Instructions for the task:
Nothing but the entries, copied exactly, should appear in the response.

Dataset excerpts:
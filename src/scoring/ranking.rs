// Copyright 2025-present Harīṣh Tummalachērla
// SPDX-License-Identifier: Apache-2.0

//! Result ranking: score everything, sort, then cut the noise.
//!
//! Sort order:
//! 1. **Score** - descending
//! 2. **Name length** - ascending (shorter, more specific names surface first)
//! 3. **Offer id** - ascending, for absolute determinism
//!
//! The cutoff is relative, not absolute. Scores for "ai" and for
//! "github student pack" live on very different scales, so a fixed number
//! would either keep junk for one or drop real hits for the other. Instead
//! anything below `top_score × ratio` goes, with a looser ratio for short
//! queries since those are broad by nature.

use super::core::{score_breakdown, ScoreBreakdown};
use super::query::PreparedQuery;
use super::weights::RankingConfig;
use crate::synonyms::SynonymDictionary;
use crate::types::{Offer, ScoredOffer};
use std::cmp::Ordering;

#[cfg(feature = "parallel")]
use rayon::prelude::*;

/// Compare two scored offers for ranking.
pub fn compare_scored(a: &ScoredOffer<'_>, b: &ScoredOffer<'_>) -> Ordering {
    b.score
        .cmp(&a.score)
        .then_with(|| a.offer.name.chars().count().cmp(&b.offer.name.chars().count()))
        .then_with(|| a.offer.id.cmp(&b.offer.id))
}

/// Drop everything scoring below `top × ratio`. Input must already be sorted.
pub fn apply_threshold(ranked: &mut Vec<ScoredOffer<'_>>, ratio: f64) {
    let Some(top) = ranked.first().map(|r| r.score) else {
        return;
    };
    let cutoff = f64::from(top) * ratio;
    ranked.retain(|r| f64::from(r.score) >= cutoff);
}

/// Relevance ranker: a synonym dictionary plus the ranking constants.
#[derive(Debug, Clone, Copy)]
pub struct Ranker<'a> {
    dictionary: &'a SynonymDictionary,
    config: &'a RankingConfig,
}

impl Default for Ranker<'static> {
    fn default() -> Self {
        Self::new(SynonymDictionary::builtin(), RankingConfig::default_ref())
    }
}

impl<'a> Ranker<'a> {
    pub fn new(dictionary: &'a SynonymDictionary, config: &'a RankingConfig) -> Self {
        Self { dictionary, config }
    }

    pub fn config(&self) -> &RankingConfig {
        self.config
    }

    pub fn prepare(&self, query: &str) -> PreparedQuery {
        PreparedQuery::new(query, self.dictionary)
    }

    /// Relevance of one offer for a raw query.
    pub fn score(&self, offer: &Offer, query: &str) -> u32 {
        self.explain(offer, query).total()
    }

    /// Per-field contributions for one offer and a raw query.
    pub fn explain(&self, offer: &Offer, query: &str) -> ScoreBreakdown {
        score_breakdown(offer, &self.prepare(query), self.config)
    }

    /// Score, filter to matches, sort and threshold.
    ///
    /// Returns `None` when the query is empty after normalization: there is
    /// nothing to rank by, and the caller keeps its own ordering.
    pub fn rank_scored<'o>(
        &self,
        offers: impl IntoIterator<Item = &'o Offer>,
        query: &PreparedQuery,
    ) -> Option<Vec<ScoredOffer<'o>>> {
        if query.is_empty() {
            return None;
        }

        let candidates: Vec<&'o Offer> = offers.into_iter().collect();
        let mut ranked = self.score_all(&candidates, query);
        let matched = ranked.len();

        ranked.sort_by(compare_scored);
        let ratio = self.config.threshold.ratio_for(query.primary());
        apply_threshold(&mut ranked, ratio);

        tracing::debug!(
            query = query.primary(),
            synonyms = query.synonyms().len(),
            candidates = candidates.len(),
            matched,
            kept = ranked.len(),
            top_score = ranked.first().map(|r| r.score),
            ratio,
            "ranked offers"
        );

        Some(ranked)
    }

    /// Ranked offers for a raw query, or the input unchanged if the query is empty.
    pub fn rank<'o>(&self, offers: impl IntoIterator<Item = &'o Offer>, query: &str) -> Vec<&'o Offer> {
        let offers: Vec<&'o Offer> = offers.into_iter().collect();
        let prepared = self.prepare(query);

        match self.rank_scored(offers.iter().copied(), &prepared) {
            Some(ranked) => ranked.into_iter().map(|r| r.offer).collect(),
            None => offers,
        }
    }

    #[cfg(feature = "parallel")]
    fn score_all<'o>(&self, candidates: &[&'o Offer], query: &PreparedQuery) -> Vec<ScoredOffer<'o>> {
        candidates
            .par_iter()
            .filter_map(|&offer| self.score_one(offer, query))
            .collect()
    }

    #[cfg(not(feature = "parallel"))]
    fn score_all<'o>(&self, candidates: &[&'o Offer], query: &PreparedQuery) -> Vec<ScoredOffer<'o>> {
        candidates
            .iter()
            .filter_map(|&offer| self.score_one(offer, query))
            .collect()
    }

    fn score_one<'o>(&self, offer: &'o Offer, query: &PreparedQuery) -> Option<ScoredOffer<'o>> {
        let score = score_breakdown(offer, query, self.config).total();
        (score > 0).then_some(ScoredOffer { offer, score })
    }
}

Task solution:
filename src/scoring/ranking.rs
// Copyright 2025-present Harīṣh Tummalachērla
// SPDX-License-Identifier: Apache-2.0

//! Result ranking: score everything, sort, then cut the noise.
//!
//! Sort order:
//! 1. **Score** - descending
//! 2. **Name length** - ascending (shorter, more specific names surface first)
//! 3. **Offer id** - ascending, for absolute determinism
//!
//! The cutoff is relative, not absolute. Scores for "ai" and for
//! "github student pack" live on very different scales, so a fixed number
//! would either keep junk for one or drop real hits for the other. Instead
//! anything below `top_score × ratio` goes, with a looser ratio for short
//! queries since those are broad by nature.

use super::core::{score_breakdown, ScoreBreakdown};
use super::query::PreparedQuery;
use super::weights::RankingConfig;
use crate::synonyms::SynonymDictionary;
use crate::types::{Offer, ScoredOffer};
use std::cmp::Ordering;

#[cfg(feature = "parallel")]
use rayon::prelude::*;

/// Compare two scored offers for ranking.
pub fn compare_scored(a: &ScoredOffer<'_>, b: &ScoredOffer<'_>) -> Ordering {
    b.score
        .cmp(&a.score)
        .then_with(|| a.offer.name.chars().count().cmp(&b.offer.name.chars().count()))
        .then_with(|| a.offer.id.cmp(&b.offer.id))
}

/// Drop everything scoring below `top × ratio`. Input must already be sorted.
pub fn apply_threshold(ranked: &mut Vec<ScoredOffer<'_>>, ratio: f64) {
    let Some(top) = ranked.first().map(|r| r.score) else {
        return;
    };
    let cutoff = f64::from(top) * ratio;
    ranked.retain(|r| f64::from(r.score) >= cutoff);
}

/// Relevance ranker: a synonym dictionary plus the ranking constants.
#[derive(Debug, Clone, Copy)]
pub struct Ranker<'a> {
    dictionary: &'a SynonymDictionary,
    config: &'a RankingConfig,
}

impl Default for Ranker<'static> {
    fn default() -> Self {
        Self::new(SynonymDictionary::builtin(), RankingConfig::default_ref())
    }
}

impl<'a> Ranker<'a> {
    pub fn new(dictionary: &'a SynonymDictionary, config: &'a RankingConfig) -> Self {
        Self { dictionary, config }
    }

    pub fn config(&self) -> &RankingConfig {
        self.config
    }

    pub fn prepare(&self, query: &str) -> PreparedQuery {
        PreparedQuery::new(query, self.dictionary)
    }

    /// Relevance of one offer for a raw query.
    pub fn score(&self, offer: &Offer, query: &str) -> u32 {
        self.explain(offer, query).total()
    }

    /// Per-field contributions for one offer and a raw query.
    pub fn explain(&self, offer: &Offer, query: &str) -> ScoreBreakdown {
        score_breakdown(offer, &self.prepare(query), self.config)
    }

    /// Score, filter to matches, sort and threshold.
    ///
    /// Returns `None` when the query is empty after normalization: there is
    /// nothing to rank by, and the caller keeps its own ordering.
    pub fn rank_scored<'o>(
        &self,
        offers: impl IntoIterator<Item = &'o Offer>,
        query: &PreparedQuery,
    ) -> Option<Vec<ScoredOffer<'o>>> {
        if query.is_empty() {
            return None;
        }

        let candidates: Vec<&'o Offer> = offers.into_iter().collect();
        let mut ranked = self.score_all(&candidates, query);
        let matched = ranked.len();

        ranked.sort_by(compare_scored);
        let ratio = self.config.threshold.ratio_for(query.primary());
        apply_threshold(&mut ranked, ratio);

        tracing::debug!(
            query = query.primary(),
            synonyms = query.synonyms().len(),
            candidates = candidates.len(),
            matched,
            kept = ranked.len(),
            top_score = ranked.first().map(|r| r.score),
            ratio,
            "ranked offers"
        );

        Some(ranked)
    }

    /// Ranked offers for a raw query, or the input unchanged if the query is empty.
    pub fn rank<'o>(&self, offers: impl IntoIterator<Item = &'o Offer>, query: &str) -> Vec<&'o Offer> {
        let offers: Vec<&'o Offer> = offers.into_iter().collect();
        let prepared = self.prepare(query);

        match self.rank_scored(offers.iter().copied(), &prepared) {
            Some(ranked) => ranked.into_iter().map(|r| r.offer).collect(),
            None => offers,
        }
    }

    #[cfg(feature = "parallel")]
    fn score_all<'o>(&self, candidates: &[&'o Offer], query: &PreparedQuery) -> Vec<ScoredOffer<'o>> {
        candidates
            .par_iter()
            .filter_map(|&offer| self.score_one(offer, query))
            .collect()
    }

    #[cfg(not(feature = "parallel"))]
    fn score_all<'o>(&self, candidates: &[&'o Offer], query: &PreparedQuery) -> Vec<ScoredOffer<'o>> {
        candidates
            .iter()
            .filter_map(|&offer| self.score_one(offer, query))
            .collect()
    }

    fn score_one<'o>(&self, offer: &'o Offer, query: &PreparedQuery) -> Option<ScoredOffer<'o>> {
        let score = score_breakdown(offer, query, self.config).total();
        (score > 0).then_some(ScoredOffer { offer, score })
    }
}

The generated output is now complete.